“The first step towards getting somewhere is to decide that you are not going to stay where you are.” Unknown
Time doesn’t heal all wounds.
Neither does vodka, when it comes to getting over a break up.
Your life won’t just get better. And you can’t just move on.
Or find another lobster in the sea.
I haven’t had many break ups in my life.
But the one I did experience wasn’t a breakup. It was a knockout.
It was a personal tsunami, hurricane and flash flood, all rolled into one Full Throttle ride at Magic Mountain.
It made me question my existence.
The breakup violently shook me to the core and turned my life upside down.
It made me question my identity. It led to a career change. A move. A change in lifestyle. A spiritual awakening. This blog.
While today I am grateful for my break up, divorce and my ex for everything, both during and after our relationship, I wouldn’t be entirely honest if I didn’t say the break up was like swimming in a shark-filled ocean without scuba gear, oxygen or the ability to swim.
I felt naked, breathless and like life was eating me alive.
Are you getting over a breakup in your life?
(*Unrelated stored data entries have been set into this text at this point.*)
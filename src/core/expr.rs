//! Defines expressions and their cached tableau metadata.

use std::hash::{Hash, Hasher};

use rustc_hash::FxHasher;

/// Identifier type for expressions.
///
/// Serves as an index into [Arena::exprs](super::arena::Arena::exprs).
/// Because the arena interns every expression, an identifier doubles as a witness of
/// structural identity: two expressions are structurally equal iff their identifiers are equal.
/// Identifiers are handed out in creation order, which also makes them the deterministic
/// tie-break order used by the reasoner's heuristics and by label printing.
pub(crate) type Id = usize;

/// Identifier type for atoms.
///
/// Serves as an index into the arena's atom table.
/// We do not expect too many distinct atoms, so a 32-bit integer should suffice.
pub(crate) type AtomId = u32;

/// An expression in an arena.
///
/// An expression is always implicitly tied to an [Arena](super::arena::Arena), to which the
/// expression's [Id]s and [AtomId] refer.
/// The first four variants are the canonical connective set; the remaining four are surface
/// sugar that [Arena::normalize](super::arena::Arena::normalize) eliminates.
/// We derive the default equality check and hashing algorithm here:
/// this is sensible because the arena guarantees that each expression is assigned exactly one
/// identifier, so a shallow check on child identifiers is equivalent to a deep structural one.
#[derive(Debug, PartialEq, Eq, Hash, Clone, Copy)]
pub(crate) enum Expr {
    /// A propositional variable.
    Atom(AtomId),

    /// A negation of an expression.
    Not(Id),

    /// A conjunction of two expressions.
    And(Id, Id),

    /// A necessitation: the expression holds in every accessible world.
    Box(Id),

    /// A disjunction of two expressions.
    Or(Id, Id),

    /// An implication of two expressions.
    Imp(Id, Id),

    /// A biimplication of two expressions.
    Iff(Id, Id),

    /// A possibility: the expression holds in some accessible world.
    Diamond(Id),
}

/// Operations on expressions that are independent of their containing arena.
impl Expr {
    /// Calculates the hash of this expression.
    ///
    /// Used to look up an expression's identifier in the arena's interning table.
    pub(super) fn calc_hash(&self) -> u64 {
        let mut hasher = FxHasher::default();
        self.hash(&mut hasher);
        hasher.finish()
    }
}

/// Cached classification of an expression's outermost pattern.
///
/// Derived once at creation from the head and, for negations, the head of the child.
/// The reasoner dispatches on this tag in O(1) instead of re-matching two levels deep.
#[derive(Debug, PartialEq, Eq, Clone, Copy)]
pub(crate) enum Rule {
    /// No tableau rule applies to the expression itself.
    None,

    /// The expression is a double negation.
    NotNot,

    /// The expression is a negated conjunction.
    NotAnd,

    /// The expression is a negated necessitation.
    NotBox,

    /// The expression is a conjunction.
    And,
}

impl Rule {
    /// Returns whether this rule is applied during non-branching saturation.
    pub(crate) fn is_quick(self) -> bool {
        matches!(self, Rule::NotNot | Rule::And)
    }
}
Your break up has likely left you with a shattered heart, anger, frustration, helplessness and feelings of mourning: the most unimaginable pain and loss.
While I can’t make the pain subside or dry your tears of grief, I can offer you a process that will help you recover from the heartbreak you’re experiencing. And no it has nothing to do with shotguns or harming your ex!
Here’s what worked for me on my journey from heartbreak to joy.
Here are 10 practices for getting over a breakup:
1) Own your pain.
Stop resisting your pain and your pain will stop resisting you.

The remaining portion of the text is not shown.